Report into paedophile priests Cotton and Pritchard investigated
- Published
The Church of England is starting an investigation into how inaccurate information was published in a report on two paedophile priests.
The report, by Baroness Elizabeth Butler-Sloss for the Church, looked at how historic claims of abuse by two Sussex priests were handled.
Lewes and Hastings Archdeacon, the Ven Philip Jones, denied there had been a cover-up.
"The Church has gone to great lengths to make sure that is not the case."
The report followed a review by Baroness Butler-Sloss into the cases of Roy Cotton and Colin Pritchard, who abused children in the 1970s and 1980s.
Pritchard served as the vicar of St Barnabas, Bexhill, until 2007 after being arrested over sex abuse claims. In 2008 he pleaded guilty to sexually abusing two boys and was jailed for five years.

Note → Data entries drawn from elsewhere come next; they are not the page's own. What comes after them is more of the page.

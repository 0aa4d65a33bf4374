use async_trait::async_trait;
use serde_json::{Value, json};
use std::sync::atomic::{AtomicUsize, Ordering};
use std::time::Duration;
use tracing::debug;

use super::{BackendCall, BackendError, ImageBackend, response_json};
use crate::models::ImagePayload;

// key index advances on every call, whatever the outcome
pub struct DirectKeyBackend {
    client: reqwest::Client,
    endpoint: String,
    model: String,
    keys: Vec<String>,
    next_key: AtomicUsize,
    timeout: Duration,
}

impl DirectKeyBackend {
    pub fn new(
        client: reqwest::Client,
        endpoint: impl Into<String>,
        model: impl Into<String>,
        keys: Vec<String>,
        timeout: Duration,
    ) -> Self {
        let keys = keys
            .into_iter()
            .map(|k| k.trim().to_string())
            .filter(|k| !k.is_empty())
            .collect();
        Self {
            client,
            endpoint: endpoint.into().trim_end_matches('/').to_string(),
            model: model.into(),
            keys,
            next_key: AtomicUsize::new(0),
            timeout,
        }
    }

    fn next_key(&self) -> Option<&str> {
        if self.keys.is_empty() {
            return None;
        }
        let idx = self.next_key.fetch_add(1, Ordering::Relaxed) % self.keys.len();
        Some(self.keys[idx].as_str())
    }

    fn request_body(call: &BackendCall<'_>) -> Value {
        let mut parts = vec![json!({ "text": call.prompt })];
        if let Some(reference) = call.reference {
            parts.push(json!({
                "inlineData": {
                    "mimeType": reference.mime_type,
                    "data": reference.base64_data(),
                }
            }));
        }
        json!({
            "contents": [{ "role": "user", "parts": parts }],
            "generationConfig": { "responseModalities": ["TEXT", "IMAGE"] },
        })
    }
}

#[async_trait]
impl ImageBackend for DirectKeyBackend {
    fn name(&self) -> &str {
        "direct-key"
    }

    async fn generate(&self, call: BackendCall<'_>) -> Result<ImagePayload, BackendError> {
        if self.endpoint.is_empty() {
            return Err(BackendError::MissingEndpoint("direct-key"));
        }
        let key = self
            .next_key()
            .ok_or(BackendError::MissingCredential("direct-key"))?;

        let url = format!("{}/models/{}:generateContent", self.endpoint, self.model);
        debug!(%url, "direct-key request");
        let response = self
            .client
            .post(&url)
            .header("x-goog-api-key", key)
            .timeout(self.timeout)
            .json(&Self::request_body(&call))
            .send()
            .await?;
        let body = response_json(response).await?;
        extract_inline_image(&body)
    }
}

// First inline image part of the first candidate that has one
fn extract_inline_image(body: &Value) -> Result<ImagePayload, BackendError> {
    let candidates = body
        .get("candidates")
        .and_then(Value::as_array)
        .cloned()
        .unwrap_or_default();

    for candidate in &candidates {
        let parts = candidate
            .pointer("/content/parts")
            .and_then(Value::as_array)
            .cloned()
            .unwrap_or_default();
        for part in &parts {
            let inline = part.get("inlineData").or_else(|| part.get("inline_data"));
            let Some(inline) = inline else { continue };
            let data = inline.get("data").and_then(Value::as_str).unwrap_or_default();
            if data.is_empty() {
                continue;
            }
            let mime = inline
                .get("mimeType")
                .or_else(|| inline.get("mime_type"))
                .and_then(Value::as_str)
                .unwrap_or("image/png");
            return Ok(ImagePayload::from_base64(mime, data));
        }
    }

    // no image: report why, so a safety block reads differently from an outage
    let reason = candidates
        .first()
        .and_then(|c| c.get("finishReason"))
        .and_then(Value::as_str)
        .or_else(|| {
            body.pointer("/promptFeedback/blockReason")
                .and_then(Value::as_str)
        })
        .unwrap_or("response contained no image");
    Err(BackendError::NoResultProduced(reason.to_string()))
}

The offences took place while he was parish priest at St Andrew's Church in Wellingborough, Northamptonshire.
The court heard that Cotton had been involved in the offences but died in 2006, two weeks before Pritchard was arrested. Cotton worked as a priest in Brede, near Rye, in the 1990s.
Cotton was ordained in 1966, despite having a conviction for indecently assaulting a choir boy in the 1950s, and went on to abuse at least 10 boys from Eastbourne.
Inaccuracies in the Butler-Sloss review came to light after a BBC investigation.
Wallace Benn, Bishop of Lewes, told the baroness that he had given Cotton permission to officiate in 1999 to permit him to celebrate communion in the nursing home where he was then living.
But the BBC discovered he was not admitted to the nursing home until September 2003.
A spokeswoman for the Diocese of Chichester said last week new information had come to light since its publication of the report, adding Cotton had been ill from 1999 onwards and may have spent some time in hospital.
The archdeacon said Bishop Benn "maintained consistently" that he had understood his information he gave to be accurate.
And he said the report was still credible.
"The main thrust of the report relates to safeguarding practice and the recommendations she has made are full and entirely to the point," he said.
"We have taken the recommendations on board in their entirety.
"Ultimately our priority is for the safeguarding of children."
Bishop Benn is away on sabbatical and was not available for comment.